"In a critical situation, those who demand the introduction of the euro forget that the adoption of the common currency - otherwise without preparation time - would only make the situation worse, and the situation is the most serious in the Eastern European countries that use the euro," economics professor Csaba Lentner told our newspaper.

In the spring of last year, the Magyar Nemzeti Bank already drew the government's attention to the growing inflationary dangers, economics professor Csaba Lentner told our newspaper. The teacher of the National University of Public Service and the Károli Gáspár Reformed University put it this way: "The difficulties arose from the overheating of the economy and the extraordinary budget situation caused by Covid-19, which were compounded by the energy and food price increases due to the Russian-Ukrainian war."

The Magyar Nemzeti Bank remains committed to maintaining price stability, but it is important to point out that in a modern market economy, the central bank is a tool for inflation moderation and financial stabilization, not the trigger for monetary deterioration, the professor emphasized. Regarding the central bank measures, he noted that they have a longer-term effect, the results do not appear overnight.

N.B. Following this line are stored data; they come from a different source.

use std::fs;
use std::path::Path;

use fltk::{
    app::{self, Sender},
    dialog,
    enums::{Event, EventState, Key},
    frame::Frame,
    menu::MenuBar,
    prelude::*,
    text::TextEditor,
    window::Window,
};
use log::{info, warn};

use super::domain::{Document, Message, SessionConfig};
use super::services::{pdf, speech, text_metrics};
use crate::ui::dialogs::about::show_about_dialog;
use crate::ui::file_dialogs::{native_open_dialog, native_save_dialog};
use crate::ui::main_window::MainWidgets;
use crate::ui::theme::apply_theme;

/// The editor session: one document, one window, and every command
/// handler the menu can fire. Owned by the dispatch loop in `main`;
/// nothing here is shared across threads.
pub struct EditorSession {
    pub document: Document,
    pub editor: TextEditor,
    pub window: Window,
    pub menu: MenuBar,
    pub status_bar: Frame,
    pub sender: Sender<Message>,
    pub config: SessionConfig,
    /// Last directory used in a file open/save dialog.
    pub last_open_directory: Option<String>,
    speech_busy: bool,
}

impl EditorSession {
    pub fn new(widgets: MainWidgets, sender: Sender<Message>) -> Self {
        let document = Document::new(sender);
        let mut session = Self {
            document,
            editor: widgets.text_editor,
            window: widgets.wind,
            menu: widgets.menu,
            status_bar: widgets.status_bar,
            sender,
            config: SessionConfig::default(),
            last_open_directory: None,
            speech_busy: false,
        };
        session.editor.set_buffer(session.document.buffer.clone());
        session.wire_editor_events();
        session.apply_font_size();
        session.apply_theme();
        session.refresh_title();
        session.refresh_status();
        session
    }

    /// Hook editor-level events that the menu table cannot express:
    /// undo-group boundaries on keypress, caret tracking on key/mouse
    /// release, Ctrl+wheel zoom, and interception of the toolkit's native
    /// undo keys so the session history is the only undo stack.
    fn wire_editor_events(&mut self) {
        let sender = self.sender;
        let history = self.document.history.clone();
        self.editor.handle(move |_, event| match event {
            Event::KeyDown => {
                let state = app::event_state();
                if state.contains(EventState::Ctrl) && app::event_key() == Key::from_char('z') {
                    if state.contains(EventState::Shift) {
                        sender.send(Message::EditRedo);
                    } else {
                        sender.send(Message::EditUndo);
                    }
                    return true;
                }
                history.borrow_mut().break_group();
                false
            }
            Event::KeyUp => {
                sender.send(Message::CaretMoved);
                false
            }
            Event::Released => {
                sender.send(Message::CaretMoved);
                false
            }
            Event::MouseWheel if app::event_state().contains(EventState::Ctrl) => {
                match app::event_dy() {
                    app::MouseWheel::Up => sender.send(Message::ZoomIn),
                    app::MouseWheel::Down => sender.send(Message::ZoomOut),
                    _ => {}
                }
                true
            }
            _ => false,
        });
    }

    // --- Display refresh ---

    /// Update the window title based on the document name and saved state
    pub fn refresh_title(&mut self) {
        let prefix = if self.document.is_dirty() { "*" } else { "" };
        self.window.set_label(&format!(
            "{}{} - \u{1fab6} QuillPad",
            prefix,
            self.document.display_name()
        ));
    }

    /// Recompute caret line/column and the character/word counts
    pub fn refresh_status(&mut self) {
        let text = self.document.text();
        let pos = self.editor.insert_position().max(0) as usize;
        self.status_bar
            .set_label(&text_metrics::status_line(&text, pos));
    }

    pub fn on_buffer_modified(&mut self) {
        self.refresh_status();
        self.refresh_title();
    }

    pub fn on_caret_moved(&mut self) {
        self.refresh_status();
        self.refresh_title();
    }

    // --- File operations ---

    pub fn file_new(&mut self) {
        if !self.prompt_save_changes() {
            return;
        }
        self.document.reset();
        self.editor.set_insert_position(0);
        self.refresh_title();
        self.refresh_status();
    }

    pub fn file_open(&mut self) {
        if !self.prompt_save_changes() {
            return;
        }
        let Some(path) = native_open_dialog("*.txt", self.last_open_directory.as_deref()) else {
            return;
        };
        match fs::read_to_string(&path) {
            Ok(content) => {
                self.remember_directory(&path);
                self.document.load(path, &content);
                self.editor.set_insert_position(0);
                self.editor.show_insert_position();
                self.refresh_title();
                self.refresh_status();
            }
            Err(e) => dialog::alert_default(&format!("Error opening file: {}", e)),
        }
    }

    /// Write the buffer to the backing file, or fall through to Save As
    /// when the document has never been saved.
    pub fn file_save(&mut self) {
        let Some(path) = self.document.file_path.clone() else {
            self.file_save_as();
            return;
        };
        let text = self.document.text();
        match fs::write(&path, &text) {
            Ok(()) => {
                self.document.mark_saved();
                self.refresh_title();
            }
            Err(e) => dialog::alert_default(&format!("Error saving file: {}", e)),
        }
    }

    pub fn file_save_as(&mut self) {
        let Some(path) = native_save_dialog(
            "*.txt",
            Some("untitled.txt"),
            self.last_open_directory.as_deref(),
        ) else {
            return;
        };
        let text = self.document.text();
        match fs::write(&path, &text) {
            Ok(()) => {
                self.remember_directory(&path);
                self.document.file_path = Some(path);
                self.document.mark_saved();
                self.refresh_title();
            }
            Err(e) => dialog::alert_default(&format!("Error saving file: {}", e)),
        }
    }

    /// Render the whole buffer as speech into an audio file. The chosen
    /// destination is local to this command; the document's backing path
    /// is never touched, so a later Save still writes the text file.
    pub fn export_to_audio(&mut self) {
        let Some(path) = native_save_dialog(
            "*.mp3",
            Some("untitled.mp3"),
            self.last_open_directory.as_deref(),
        ) else {
            return;
        };
        let text = self.document.text();
        match speech::render_to_file(&text, &path) {
            Ok(()) => info!("exported audio to {}", path),
            Err(e) => dialog::alert_default(&format!("Error exporting audio: {}", e)),
        }
    }

    /// Handle a quit request. Returns `true` if the app should exit.
    pub fn request_quit(&mut self) -> bool {
        self.prompt_save_changes()
    }

    /// The single confirmation gate shared by New, Open, and Exit.
    /// Returns `true` when the pending action may proceed.
    pub fn prompt_save_changes(&mut self) -> bool {
        if !self.document.is_dirty() {
            return true;
        }
        let choice = dialog::choice2_default(
            "Do you want to save changes to your document?",
            "Save",
            "Discard",
            "Cancel",
        );
        match choice {
            Some(0) => {
                self.file_save();
                // Save As may have been cancelled; only proceed if the
                // save actually landed.
                !self.document.is_dirty()
            }
            Some(1) => true,
            _ => false,
        }
    }

    // --- Edit operations ---

    pub fn edit_undo(&mut self) {
        // An empty stack is a silent no-op.
        if let Some(pos) = self.document.undo() {
            self.editor.set_insert_position(pos);
            self.editor.show_insert_position();
        }
        self.refresh_status();
        self.refresh_title();
    }

    pub fn edit_redo(&mut self) {
        if let Some(pos) = self.document.redo() {
            self.editor.set_insert_position(pos);
            self.editor.show_insert_position();
        }
        self.refresh_status();
        self.refresh_title();
    }

    pub fn edit_cut(&mut self) {
        self.editor.cut();
    }

    pub fn edit_copy(&mut self) {
        self.editor.copy();
    }

    pub fn edit_paste(&mut self) {
        self.editor.paste();
    }

    pub fn select_all(&mut self) {
        let len = self.document.buffer.length();
        self.document.buffer.select(0, len);
    }

    pub fn insert_timestamp(&mut self) {
        self.insert_at_caret(&text_metrics::local_timestamp());
    }

    /// Insert text at the caret as a single undo group and move the
    /// caret past it.
    fn insert_at_caret(&mut self, text: &str) {
        if text.is_empty() {
            return;
        }
        self.document.history.borrow_mut().break_group();
        let pos = self.editor.insert_position().max(0);
        self.document.buffer.insert(pos, text);
        self.editor.set_insert_position(pos + text.len() as i32);
        self.editor.show_insert_position();
        self.document.history.borrow_mut().break_group();
        self.refresh_status();
        self.refresh_title();
    }

    // --- View operations ---

    pub fn zoom_in(&mut self) {
        self.config.zoom_in();
        self.apply_font_size();
    }

    pub fn zoom_out(&mut self) {
        self.config.zoom_out();
        self.apply_font_size();
    }

    pub fn reset_zoom(&mut self) {
        self.config.reset_zoom();
        self.apply_font_size();
    }

    fn apply_font_size(&mut self) {
        self.editor.set_text_size(self.config.font_size as i32);
        self.editor.redraw();
    }

    pub fn toggle_dark_mode(&mut self) {
        self.config.toggle_dark_mode();
        self.apply_theme();
    }

    pub fn apply_theme(&mut self) {
        apply_theme(
            &mut self.editor,
            &mut self.window,
            &mut self.menu,
            &mut self.status_bar,
            self.config.dark_mode,
        );
    }

    // --- Smart operations ---

    /// Pick a PDF and insert its text at the caret, page by page in
    /// document order, whitespace collapsed, no separator between pages.
    pub fn pdf_extract(&mut self) {
        let Some(path) = native_open_dialog("*.pdf", self.last_open_directory.as_deref()) else {
            return;
        };
        match pdf::extract_pages(&path) {
            Ok(pages) => {
                self.remember_directory(&path);
                self.insert_at_caret(&pages.concat());
            }
            Err(e) => dialog::alert_default(&format!("Error extracting PDF text: {}", e)),
        }
    }

    /// Speak the whole buffer on a worker thread; completion comes back
    /// as a `SpeechFinished` message so the UI stays responsive.
    pub fn read_aloud(&mut self) {
        if self.speech_busy {
            warn!("read aloud already in progress, ignoring request");
            return;
        }
        self.speech_busy = true;
        let text = self.document.text();
        let sender = self.sender;
        std::thread::spawn(move || {
            let result = speech::speak_blocking(&text);
            sender.send(Message::SpeechFinished(result.err().map(|e| e.to_string())));
        });
    }

    pub fn speech_finished(&mut self, error: Option<String>) {
        self.speech_busy = false;
        if let Some(e) = error {
            dialog::alert_default(&format!("Error reading aloud: {}", e));
        }
    }

    // --- Help ---

    pub fn show_about(&self) {
        show_about_dialog();
    }

    fn remember_directory(&mut self, path: &str) {
        if let Some(parent) = Path::new(path).parent() {
            self.last_open_directory = Some(parent.to_string_lossy().to_string());
        }
    }
}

When, in the previous decade, thousands of small and medium-sized entrepreneurs received preferential loans from the central bank's Growth Loan Program, the effect of this on the strengthening of the economy was realized within months and became the trigger for the most successful decade of the last hundred years, explained Csaba Lentner. He added that financial interventions have a "maturing" process, and it is foolish to ask the central bank to account for their favorable effects on the same day.

According to Csaba Lentner, the government's official price control and investment restructuring measures, combined with the central bank's base rate increases, the correction of the interest rate corridor and the currency swap operations, resulted in the Hungarian inflation rate being the lowest among the neighboring countries. According to the latest audited data at the end of May, Hungarian inflation is 10.8 percent, while the Czech Republic's is 15.2, Poland's is 12.8, Slovakia's is 11.8, and Romania's is 12.4 percent.

The Hungarian inflation figure is about two percent higher than that of the euro zone, which includes the most developed European Union member states, which, based on the professor's assessment, is definitely a favorable figure. He stated:

The Magyar Nemzeti Bank does not follow the events, but manages them. With its tools, it carries out active and effective financial market regulation.

Csaba Lentner also said that, in a critical situation, those who demand the introduction of the euro forget that the adoption of the common currency in itself - without any preparation time - would only make the situation worse, and even those who use the euro

the situation is most critical in Eastern European countries. See inflation of 16.8 percent in Latvia, 18.5 percent in Lithuania and 20.1 percent in Estonia. Therefore, the introduction of a common currency would not solve the problems, according to the professor.

The fact that inflation has not gone away in Hungary and is not above 20 percent, for example, as in Estonia, is due to the coordinated measures of the government and the National Bank.

Analyzing the processes and measures, the economics professor stated that by the end of 2022, inflation could be moderated so that a positive real interest rate could even develop, i.e. an interest rate higher than inflation could occur, which would be an incentive for savings and investments. As a solution, he highlighted that, for the sake of everything, more decisive steps must be taken for the modernization and competitiveness of the Hungarian economy, as well as for efficient energy and cost management.